## Task directions
The response should be an exact repetition of all the entries.

## Stored data entries
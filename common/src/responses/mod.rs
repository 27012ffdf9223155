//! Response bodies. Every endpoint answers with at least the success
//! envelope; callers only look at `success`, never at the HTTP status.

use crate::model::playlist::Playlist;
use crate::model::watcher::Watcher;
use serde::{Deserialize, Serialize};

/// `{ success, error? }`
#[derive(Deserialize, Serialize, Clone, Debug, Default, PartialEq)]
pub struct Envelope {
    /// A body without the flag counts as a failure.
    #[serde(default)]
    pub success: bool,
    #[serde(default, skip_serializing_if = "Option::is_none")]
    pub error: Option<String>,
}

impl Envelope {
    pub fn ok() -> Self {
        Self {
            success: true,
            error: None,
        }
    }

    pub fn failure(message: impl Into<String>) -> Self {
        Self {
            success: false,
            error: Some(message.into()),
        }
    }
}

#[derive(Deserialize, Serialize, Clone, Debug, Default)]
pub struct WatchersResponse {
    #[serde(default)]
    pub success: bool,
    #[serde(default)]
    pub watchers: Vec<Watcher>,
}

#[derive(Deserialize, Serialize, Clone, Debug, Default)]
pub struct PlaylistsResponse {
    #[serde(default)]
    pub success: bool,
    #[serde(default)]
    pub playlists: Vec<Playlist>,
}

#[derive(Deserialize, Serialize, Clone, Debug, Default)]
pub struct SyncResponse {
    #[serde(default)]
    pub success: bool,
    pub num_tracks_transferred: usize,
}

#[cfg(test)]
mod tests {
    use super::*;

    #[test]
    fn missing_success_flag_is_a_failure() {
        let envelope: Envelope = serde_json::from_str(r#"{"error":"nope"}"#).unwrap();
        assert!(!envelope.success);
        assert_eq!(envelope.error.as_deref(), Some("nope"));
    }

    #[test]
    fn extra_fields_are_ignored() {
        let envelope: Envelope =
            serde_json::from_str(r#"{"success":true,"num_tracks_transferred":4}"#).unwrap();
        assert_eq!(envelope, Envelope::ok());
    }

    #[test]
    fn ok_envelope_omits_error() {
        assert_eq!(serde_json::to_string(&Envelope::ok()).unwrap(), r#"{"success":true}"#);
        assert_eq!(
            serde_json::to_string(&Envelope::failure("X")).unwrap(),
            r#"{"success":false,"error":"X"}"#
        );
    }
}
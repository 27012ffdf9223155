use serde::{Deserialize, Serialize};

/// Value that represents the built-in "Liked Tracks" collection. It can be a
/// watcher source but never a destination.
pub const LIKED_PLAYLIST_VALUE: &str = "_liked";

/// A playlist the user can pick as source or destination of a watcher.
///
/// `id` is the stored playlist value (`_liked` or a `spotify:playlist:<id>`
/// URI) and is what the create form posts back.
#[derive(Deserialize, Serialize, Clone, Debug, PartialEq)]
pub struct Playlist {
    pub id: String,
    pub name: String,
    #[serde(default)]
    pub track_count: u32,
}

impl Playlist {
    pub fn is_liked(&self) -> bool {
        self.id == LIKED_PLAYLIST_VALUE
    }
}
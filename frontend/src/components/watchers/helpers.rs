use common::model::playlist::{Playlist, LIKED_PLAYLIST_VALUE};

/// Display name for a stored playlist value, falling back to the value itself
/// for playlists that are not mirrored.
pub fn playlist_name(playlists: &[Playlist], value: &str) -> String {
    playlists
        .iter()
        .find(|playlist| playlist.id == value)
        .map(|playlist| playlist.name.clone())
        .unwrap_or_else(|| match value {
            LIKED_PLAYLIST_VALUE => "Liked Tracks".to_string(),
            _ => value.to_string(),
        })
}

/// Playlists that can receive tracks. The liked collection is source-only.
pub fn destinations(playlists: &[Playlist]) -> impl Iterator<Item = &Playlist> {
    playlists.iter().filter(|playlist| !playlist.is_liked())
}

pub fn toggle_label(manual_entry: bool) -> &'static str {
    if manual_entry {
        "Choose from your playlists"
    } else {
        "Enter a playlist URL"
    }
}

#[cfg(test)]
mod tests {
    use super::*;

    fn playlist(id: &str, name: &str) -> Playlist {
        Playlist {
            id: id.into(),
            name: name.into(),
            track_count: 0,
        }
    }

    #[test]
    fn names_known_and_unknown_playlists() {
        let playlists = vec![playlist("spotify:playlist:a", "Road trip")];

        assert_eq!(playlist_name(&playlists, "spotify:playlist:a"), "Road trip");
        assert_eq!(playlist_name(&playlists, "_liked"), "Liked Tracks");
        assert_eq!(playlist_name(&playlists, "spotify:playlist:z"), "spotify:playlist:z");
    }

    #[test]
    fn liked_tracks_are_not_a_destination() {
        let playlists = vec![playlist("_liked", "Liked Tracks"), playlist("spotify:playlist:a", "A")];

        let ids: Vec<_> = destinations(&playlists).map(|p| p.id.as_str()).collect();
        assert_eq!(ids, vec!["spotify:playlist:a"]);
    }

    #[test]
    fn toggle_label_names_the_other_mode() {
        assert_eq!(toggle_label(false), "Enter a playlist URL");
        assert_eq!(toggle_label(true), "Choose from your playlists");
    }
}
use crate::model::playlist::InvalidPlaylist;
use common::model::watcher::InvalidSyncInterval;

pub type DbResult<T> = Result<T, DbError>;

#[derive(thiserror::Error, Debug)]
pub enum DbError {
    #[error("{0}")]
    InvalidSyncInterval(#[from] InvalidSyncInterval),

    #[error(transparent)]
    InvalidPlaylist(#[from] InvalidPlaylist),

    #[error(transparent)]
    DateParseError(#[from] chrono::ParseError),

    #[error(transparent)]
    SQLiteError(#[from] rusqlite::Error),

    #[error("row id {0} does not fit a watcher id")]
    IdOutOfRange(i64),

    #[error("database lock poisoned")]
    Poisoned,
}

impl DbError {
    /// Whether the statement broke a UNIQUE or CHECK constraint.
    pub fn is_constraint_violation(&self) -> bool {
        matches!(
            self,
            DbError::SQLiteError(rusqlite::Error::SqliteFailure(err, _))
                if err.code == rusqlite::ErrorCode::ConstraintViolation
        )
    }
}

## Response to the task
filename common/src/responses/mod.rs
repository 27012ffdf9223155
//! Response bodies. Every endpoint answers with at least the success
//! envelope; callers only look at `success`, never at the HTTP status.

use crate::model::playlist::Playlist;
use crate::model::watcher::Watcher;
use serde::{Deserialize, Serialize};

/// `{ success, error? }`
#[derive(Deserialize, Serialize, Clone, Debug, Default, PartialEq)]
pub struct Envelope {
    /// A body without the flag counts as a failure.
    #[serde(default)]
    pub success: bool,
    #[serde(default, skip_serializing_if = "Option::is_none")]
    pub error: Option<String>,
}

impl Envelope {
    pub fn ok() -> Self {
        Self {
            success: true,
            error: None,
        }
    }

    pub fn failure(message: impl Into<String>) -> Self {
        Self {
            success: false,
            error: Some(message.into()),
        }
    }
}

#[derive(Deserialize, Serialize, Clone, Debug, Default)]
pub struct WatchersResponse {
    #[serde(default)]
    pub success: bool,
    #[serde(default)]
    pub watchers: Vec<Watcher>,
}

#[derive(Deserialize, Serialize, Clone, Debug, Default)]
pub struct PlaylistsResponse {
    #[serde(default)]
    pub success: bool,
    #[serde(default)]
    pub playlists: Vec<Playlist>,
}

#[derive(Deserialize, Serialize, Clone, Debug, Default)]
pub struct SyncResponse {
    #[serde(default)]
    pub success: bool,
    pub num_tracks_transferred: usize,
}

#[cfg(test)]
mod tests {
    use super::*;

    #[test]
    fn missing_success_flag_is_a_failure() {
        let envelope: Envelope = serde_json::from_str(r#"{"error":"nope"}"#).unwrap();
        assert!(!envelope.success);
        assert_eq!(envelope.error.as_deref(), Some("nope"));
    }

    #[test]
    fn extra_fields_are_ignored() {
        let envelope: Envelope =
            serde_json::from_str(r#"{"success":true,"num_tracks_transferred":4}"#).unwrap();
        assert_eq!(envelope, Envelope::ok());
    }

    #[test]
    fn ok_envelope_omits_error() {
        assert_eq!(serde_json::to_string(&Envelope::ok()).unwrap(), r#"{"success":true}"#);
        assert_eq!(
            serde_json::to_string(&Envelope::failure("X")).unwrap(),
            r#"{"success":false,"error":"X"}"#
        );
    }
}
repository 27012ffdf9223155
use serde::{Deserialize, Serialize};

/// Value that represents the built-in "Liked Tracks" collection. It can be a
/// watcher source but never a destination.
pub const LIKED_PLAYLIST_VALUE: &str = "_liked";

/// A playlist the user can pick as source or destination of a watcher.
///
/// `id` is the stored playlist value (`_liked` or a `spotify:playlist:<id>`
/// URI) and is what the create form posts back.
#[derive(Deserialize, Serialize, Clone, Debug, PartialEq)]
pub struct Playlist {
    pub id: String,
    pub name: String,
    #[serde(default)]
    pub track_count: u32,
}

impl Playlist {
    pub fn is_liked(&self) -> bool {
        self.id == LIKED_PLAYLIST_VALUE
    }
}
filename frontend/src/components/watchers/helpers.rs
use common::model::playlist::{Playlist, LIKED_PLAYLIST_VALUE};

/// Display name for a stored playlist value, falling back to the value itself
/// for playlists that are not mirrored.
pub fn playlist_name(playlists: &[Playlist], value: &str) -> String {
    playlists
        .iter()
        .find(|playlist| playlist.id == value)
        .map(|playlist| playlist.name.clone())
        .unwrap_or_else(|| match value {
            LIKED_PLAYLIST_VALUE => "Liked Tracks".to_string(),
            _ => value.to_string(),
        })
}

/// Playlists that can receive tracks. The liked collection is source-only.
pub fn destinations(playlists: &[Playlist]) -> impl Iterator<Item = &Playlist> {
    playlists.iter().filter(|playlist| !playlist.is_liked())
}

pub fn toggle_label(manual_entry: bool) -> &'static str {
    if manual_entry {
        "Choose from your playlists"
    } else {
        "Enter a playlist URL"
    }
}

#[cfg(test)]
mod tests {
    use super::*;

    fn playlist(id: &str, name: &str) -> Playlist {
        Playlist {
            id: id.into(),
            name: name.into(),
            track_count: 0,
        }
    }

    #[test]
    fn names_known_and_unknown_playlists() {
        let playlists = vec![playlist("spotify:playlist:a", "Road trip")];

        assert_eq!(playlist_name(&playlists, "spotify:playlist:a"), "Road trip");
        assert_eq!(playlist_name(&playlists, "_liked"), "Liked Tracks");
        assert_eq!(playlist_name(&playlists, "spotify:playlist:z"), "spotify:playlist:z");
    }

    #[test]
    fn liked_tracks_are_not_a_destination() {
        let playlists = vec![playlist("_liked", "Liked Tracks"), playlist("spotify:playlist:a", "A")];

        let ids: Vec<_> = destinations(&playlists).map(|p| p.id.as_str()).collect();
        assert_eq!(ids, vec!["spotify:playlist:a"]);
    }

    #[test]
    fn toggle_label_names_the_other_mode() {
        assert_eq!(toggle_label(false), "Enter a playlist URL");
        assert_eq!(toggle_label(true), "Choose from your playlists");
    }
}
use crate::model::playlist::InvalidPlaylist;
use common::model::watcher::InvalidSyncInterval;

pub type DbResult<T> = Result<T, DbError>;

#[derive(thiserror::Error, Debug)]
pub enum DbError {
    #[error("{0}")]
    InvalidSyncInterval(#[from] InvalidSyncInterval),

    #[error(transparent)]
    InvalidPlaylist(#[from] InvalidPlaylist),

    #[error(transparent)]
    DateParseError(#[from] chrono::ParseError),

    #[error(transparent)]
    SQLiteError(#[from] rusqlite::Error),

    #[error("row id {0} does not fit a watcher id")]
    IdOutOfRange(i64),

    #[error("database lock poisoned")]
    Poisoned,
}

impl DbError {
    /// Whether the statement broke a UNIQUE or CHECK constraint.
    pub fn is_constraint_violation(&self) -> bool {
        matches!(
            self,
            DbError::SQLiteError(rusqlite::Error::SqliteFailure(err, _))
                if err.code == rusqlite::ErrorCode::ConstraintViolation
        )
    }
}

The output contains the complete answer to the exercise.